Coordenação motora e a síndrome de Lasefoia

Dizem que depois dos 60 anos, o corpo todo começa a doer. Quem não sente dores ao amanhecer, deve olhar ao redor. Se estiver entre nuvens ou labaredas, com certeza morreu! Porém, pior que sentir dores pelo corpo é ouvir as conversas que rolam na antessala dos consultórios médicos. É cada coisa que o povo fala que até o que não doía começa a doer. Parece competição para saber quem levou mais pontos, foi operado mais vezes, tem dores mais fortes ou conhece tratamentos alternativos. Sempre aparecem sugestões de tratamentos à base de chás, ervas, unguentos, emplasto, garrafada, elixir e até simpatias. Se sabem como tratar, por que vão ao médico?

O pedreiro Waldisney Silva, 78 anos, cabra arretado, é dos poucos homens na sala de espera. Chegou cedo e é o terceiro da fila. Enquanto aguarda, ouviu Sidileide ensinar à Jessivânia a receita de pomada de fígado de gambá com Espinheira Santa e Dente de Leão. Tiro e queda para hemorroidas. O marido tem problemas na próstata e melhorou com tônico à base de banha de urubu, Jurubeba gema de ovos de codorna e catuaba. Também fez crescer o cabelo e o sexo melhorou muito. Estão até pensando em vender o produto nos trens do Metrô.

A atendente chamou Waldisney para completar a ficha e perguntou qual é o problema. Ele falou que doí o ombro e o braço direito. Ela quis saber como começou, ele pensou e disse que foi por causa de uma coisa pessoal e íntima. Tentou obter detalhes, porém ele insistiu que só ia dizer ao doutor. Ela sorriu com ironia e sua mente poluída imaginou um montão de coisas íntimas. Anotou a HD – hipótese diagnóstica – na ficha e disse:

  • Pode sentar senhor Waldisney. Logo a doutora irá atender.
  • Doutora?
  • O doutor Anacleto está numa emergência e quem vai atender é sua assistente, a doutora Clarice. Ela é muito sabida, viu!

Waldisney imaginou o constrangimento, mas chegou sua vez. Pensou em desistir, mas desistiu de desistir. A dor nem é forte, mas a limitação nos movimentos causa situações embaraçosas.

  • Bom dia, eu sou a doutora Clarice. O que houve senhor Walt Disney?
  • É Waldisney dotôra. O braço dói tudinho, do ombro até a mão. Também num consigo se abaixá direito e dói a base das costa.
  • Como foi que isso aconteceu?
  • Foi durante as intimidades.
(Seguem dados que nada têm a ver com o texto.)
use std::collections::HashSet;

use eframe::egui::{self, Align2, Color32, FontId, Sense, Stroke, StrokeKind, Ui, vec2};
use fuzzy_matcher::FuzzyMatcher;
use fuzzy_matcher::skim::SkimMatcherV2;

use crate::layout::LayoutRect;
use crate::util::format_capacity;

use super::super::ViewModel;
use super::{merged_fill, node_fill};

const BACKGROUND: Color32 = Color32::from_rgb(19, 23, 29);
const OUTLINE: Color32 = Color32::from_rgb(14, 17, 22);
const LABEL: Color32 = Color32::from_rgb(235, 238, 242);
const LABEL_DIM: Color32 = Color32::from_rgb(196, 202, 210);
const MATCH_ACCENT: Color32 = Color32::from_rgb(255, 214, 90);

impl ViewModel {
    pub(in crate::app) fn draw_icicle(&mut self, ui: &mut Ui) {
        let canvas = ui.available_rect_before_wrap();
        let response = ui.allocate_rect(canvas, Sense::click());

        self.sync_viewport(canvas.size());

        let painter = ui.painter_at(canvas);
        painter.rect_filled(canvas, 0.0, BACKGROUND);

        let matches = self.search_matches();
        let first_level = self.first_visible_depth();
        let cell_of = |item: &LayoutRect| {
            egui::Rect::from_min_size(
                canvas.min + vec2(item.x, item.y),
                vec2(item.width, item.height),
            )
        };

        // Fills front to back, so leaf cells end up on top of their parents.
        for item in self.session.current_layout() {
            let fill = if item.node.is_none() {
                merged_fill(item.depth)
            } else {
                node_fill(item.depth, item.percent_of_parent as f32 / 100.0)
            };
            painter.rect_filled(cell_of(item), 0.0, fill);
        }

        // Strokes back to front, so group boundaries stay visible over the
        // leaf fills. Search matches get an accent outline on top.
        for item in self.session.current_layout().iter().rev() {
            let width = if item.depth == first_level { 2.0 } else { 1.0 };
            painter.rect_stroke(
                cell_of(item),
                0.0,
                Stroke::new(width, OUTLINE),
                StrokeKind::Inside,
            );
        }
        if let Some(matches) = &matches {
            for item in self.session.current_layout() {
                if item.node.is_some_and(|index| matches.contains(&index)) {
                    painter.rect_stroke(
                        cell_of(item),
                        0.0,
                        Stroke::new(2.0, MATCH_ACCENT),
                        StrokeKind::Inside,
                    );
                }
            }
        }

        for item in self.session.current_layout() {
            self.draw_cell_label(&painter, cell_of(item), item, first_level);
        }

        self.handle_canvas_input(canvas, &response);
    }

    fn draw_cell_label(
        &self,
        painter: &egui::Painter,
        cell: egui::Rect,
        item: &LayoutRect,
        first_level: u8,
    ) {
        let is_group = item.depth == first_level;
        let is_leaf = match item.node {
            None => true,
            Some(index) => self.session.tree().node(index).children.is_empty(),
        };
        if !is_group && !is_leaf {
            return;
        }
        if cell.width() < 64.0 || cell.height() < 16.0 {
            return;
        }

        let clipped = painter.with_clip_rect(cell.intersect(painter.clip_rect()));
        let font = if is_group {
            FontId::proportional(13.0)
        } else {
            FontId::proportional(11.0)
        };

        let name = match item.node {
            Some(index) => self.session.tree().node(index).name.clone(),
            None => format!("+{} more", item.merged_count),
        };
        clipped.text(
            cell.min + vec2(6.0, 4.0),
            Align2::LEFT_TOP,
            name,
            font,
            LABEL,
        );

        if cell.height() < 34.0 {
            return;
        }
        let mut annotations = Vec::new();
        if self.show_capacity_labels {
            annotations.push(format_capacity(item.weight, 1));
        }
        if self.show_percent_labels {
            annotations.push(format!("{}%", item.percent_of_parent));
        }
        if !annotations.is_empty() {
            clipped.text(
                cell.min + vec2(6.0, 20.0),
                Align2::LEFT_TOP,
                annotations.join(" · "),
                FontId::proportional(11.0),
                LABEL_DIM,
            );
        }
    }

    /// Arena indices of nodes matching the search box, or `None` when the
    /// query is empty.
    fn search_matches(&self) -> Option<HashSet<usize>> {
        let query = self.search.trim();
        if query.is_empty() {
            return None;
        }

        let matcher = SkimMatcherV2::default();
        let tree = self.session.tree();
        let matches = (0..tree.node_count())
            .filter(|&index| {
                let node = tree.node(index);
                matcher.fuzzy_match(&node.name, query).is_some()
                    || matcher.fuzzy_match(&node.id, query).is_some()
            })
            .collect::<HashSet<_>>();
        Some(matches)
    }
}
use crate::infra::{Hierarchy, NodeKind};

/// The hierarchy node currently treated as the root of the visible subtree.
/// Id-based so a focus can survive a snapshot reload.
#[derive(Clone, Debug, Default, PartialEq, Eq)]
pub enum ZoomFocus {
    #[default]
    Root,
    Cluster(String),
    Host(String),
}

impl ZoomFocus {
    pub fn node_id(&self) -> Option<&str> {
        match self {
            Self::Root => None,
            Self::Cluster(id) | Self::Host(id) => Some(id),
        }
    }

    pub fn kind(&self) -> Option<NodeKind> {
        match self {
            Self::Root => None,
            Self::Cluster(_) => Some(NodeKind::Cluster),
            Self::Host(_) => Some(NodeKind::Host),
        }
    }
}

#[derive(Clone, Debug, PartialEq, Eq)]
pub enum ClickTarget {
    Node(String),
    Background,
}

/// Computes the focus a click leads to, or `None` when the click is a no-op.
/// Incompatible combinations (a vm, a host outside the focused cluster, an
/// unknown id) are deliberately ignored rather than treated as errors.
pub fn transition(tree: &Hierarchy, focus: &ZoomFocus, target: &ClickTarget) -> Option<ZoomFocus> {
    match target {
        ClickTarget::Background => match focus {
            ZoomFocus::Root => None,
            ZoomFocus::Cluster(_) | ZoomFocus::Host(_) => Some(ZoomFocus::Root),
        },
        ClickTarget::Node(id) => {
            let node = tree.get(id)?;
            match (focus, node.kind) {
                (ZoomFocus::Root, NodeKind::Cluster) => Some(ZoomFocus::Cluster(id.clone())),
                (ZoomFocus::Cluster(cluster_id), NodeKind::Host) => {
                    let parent_id = node.parent.map(|parent| tree.node(parent).id.as_str());
                    if parent_id == Some(cluster_id.as_str()) {
                        Some(ZoomFocus::Host(id.clone()))
                    } else {
                        None
                    }
                }
                // Re-clicking the focused host toggles back out to its cluster.
                (ZoomFocus::Host(host_id), NodeKind::Host) if host_id == id => {
                    let parent = node.parent?;
                    Some(ZoomFocus::Cluster(tree.node(parent).id.clone()))
                }
                _ => None,
            }
        }
    }
}

#[cfg(test)]
mod tests {
    use super::*;
    use crate::infra::{RawRecord, build_hierarchy};

    fn record(id: &str, kind: NodeKind, parent: Option<&str>, weight: u64) -> RawRecord {
        RawRecord {
            id: id.to_owned(),
            kind,
            parent_id: parent.map(str::to_owned),
            name: id.to_owned(),
            weight,
        }
    }

    fn tree() -> Hierarchy {
        let (tree, diagnostics) = build_hierarchy(&[
            record("c1", NodeKind::Cluster, None, 0),
            record("c2", NodeKind::Cluster, None, 0),
            record("h1", NodeKind::Host, Some("c1"), 0),
            record("h2", NodeKind::Host, Some("c2"), 0),
            record("vm1", NodeKind::Vm, Some("h1"), 100),
            record("vm2", NodeKind::Vm, Some("h2"), 100),
        ]);
        assert!(diagnostics.is_empty());
        tree
    }

    fn node(id: &str) -> ClickTarget {
        ClickTarget::Node(id.to_owned())
    }

    #[test]
    fn drill_down_and_background_round_trip() {
        let tree = tree();

        let focus = transition(&tree, &ZoomFocus::Root, &node("c1")).expect("cluster click zooms");
        assert_eq!(focus, ZoomFocus::Cluster("c1".to_owned()));

        let focus = transition(&tree, &focus, &node("h1")).expect("host click drills down");
        assert_eq!(focus, ZoomFocus::Host("h1".to_owned()));

        let focus =
            transition(&tree, &focus, &ClickTarget::Background).expect("background resets");
        assert_eq!(focus, ZoomFocus::Root);
    }

    #[test]
    fn reclicking_the_focused_host_toggles_back_to_its_cluster() {
        let tree = tree();
        let focus = ZoomFocus::Host("h1".to_owned());
        let next = transition(&tree, &focus, &node("h1")).expect("re-click toggles out");
        assert_eq!(next, ZoomFocus::Cluster("c1".to_owned()));
    }

    #[test]
    fn background_in_root_view_is_a_no_op() {
        let tree = tree();
        assert_eq!(transition(&tree, &ZoomFocus::Root, &ClickTarget::Background), None);
    }

    #[test]
    fn incompatible_clicks_are_ignored() {
        let tree = tree();

        // A vm is never a zoom target.
        assert_eq!(transition(&tree, &ZoomFocus::Root, &node("vm1")), None);
        let cluster = ZoomFocus::Cluster("c1".to_owned());
        assert_eq!(transition(&tree, &cluster, &node("vm1")), None);

        // A host outside the focused cluster does not steal focus.
        assert_eq!(transition(&tree, &cluster, &node("h2")), None);

        // Cluster clicks only act in the root view.
        assert_eq!(transition(&tree, &cluster, &node("c2")), None);
        let host = ZoomFocus::Host("h1".to_owned());
        assert_eq!(transition(&tree, &host, &node("c1")), None);

        // A different host is not a toggle target either.
        assert_eq!(transition(&tree, &host, &node("h2")), None);

        // Unknown ids never transition.
        assert_eq!(transition(&tree, &ZoomFocus::Root, &node("missing")), None);
    }

    #[test]
    fn host_click_in_root_view_is_a_no_op() {
        let tree = tree();
        assert_eq!(transition(&tree, &ZoomFocus::Root, &node("h1")), None);
    }
}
Eu senti a fisgada e agora num consigo mais fazê aquilo direito.
  • O senhor é casado, tem 78 anos e ainda abusa das intimidades? Também pratica sexo solitário?
  • Num faço isso desde os 14 anos dotôra, graças à Dorinha.
  • Namorada?
  • Não. Uma cabrita que ganhei do padrinho. Lá no sertão a gente..
  • Já entendi. Poupe-me dos detalhes. Conte como foi a contusão.
  • Então, na primeira e na segunda foi tranquilo, mas na terceira….
  • Terceira? Nossa! Na sua idade? É sempre assim?
  • Todo santo dia dotôra. Até a minha muié Romirda já se acostumô.
  • Nossa! Bem, senhor Waldisney, eu recomendo que o senhor fale com sua esposa e mude de posição, entende? Se o senhor ficar com as costas no colchão, não fará esforço com os braços.
  • Num tô intendendo, dotôra. O que a Romirda e o colchão tem a vê com meu pobrema. Eu sofro é com a atividade íntima.
  • Mas não foi durante o sexo que o senhor luxou o braço?
  • Não, dotôra. Eu fico até avexado di contá.
  • Se o senhor não contar, não poderei ajudar! 
  • Eu sofro de intestino sorto. Vô ao banheiro 2 ou 3 veis por dia. Domingo, na terceira, o rolo de papel iscapô da mão, estiquei o braço prá pegá e senti a fisgada. Na hora de fazê meia vorta prá completá a higiene, eu senti dor nas costa e travô tudo.
  • Sei. Por que o senhor não se higienizou com a outra mão.
  • Eu tentei, mas num tô acostumado, errei na mira, a mão inroscô na tampa do vaso e o relógio caiu lá drento. Aí eu fui levantá prá pegá, apoiei na descarga e o relógio foi imbora junto. Presente da Romirda.
  • Que chato! Mais algum problema?
  • Sim. Tá difíciu abaixá, amarrá butina, o café dá queimação, sinto coceira no mucumbu, zumbido no ouvido e carne seca tá me dando azinha.
  • É azia, senhor Waldisney. Acho que o senhor está com Lasefoia.
  • O qui é isso dotôra?
  • Síndrome de Lasefoia. La-se-foi a juventude, seu Waldisney! Seu problema é a idade. É veiera! Vamos fazer o seguinte: eu vou passar umas sessões de fisioterapia. As meninas são muito boas e vão ajudar a recuperar os movimentos do braço, mas o trabalho é lento e demora semanas para dar resultado.
  • E enquanto isso? Como eu me limpo?
  • As meninas vão treinar o senhor para usar a mão esquerda.
  • Dotôra, agradeço, mas prefiro fazê no mato, arrastá sentado na grama e despois tomá banho. É muito vexame, nessa artura da vida, as menina tê qui me insina limpá as parte.
Laerte Temple
Laerte Temple
Administrador, advogado, mestre, doutor, professor universitário aposentado. Autor de Humor na Quarentena (Kindle) e Todos a Bordo (Kindle)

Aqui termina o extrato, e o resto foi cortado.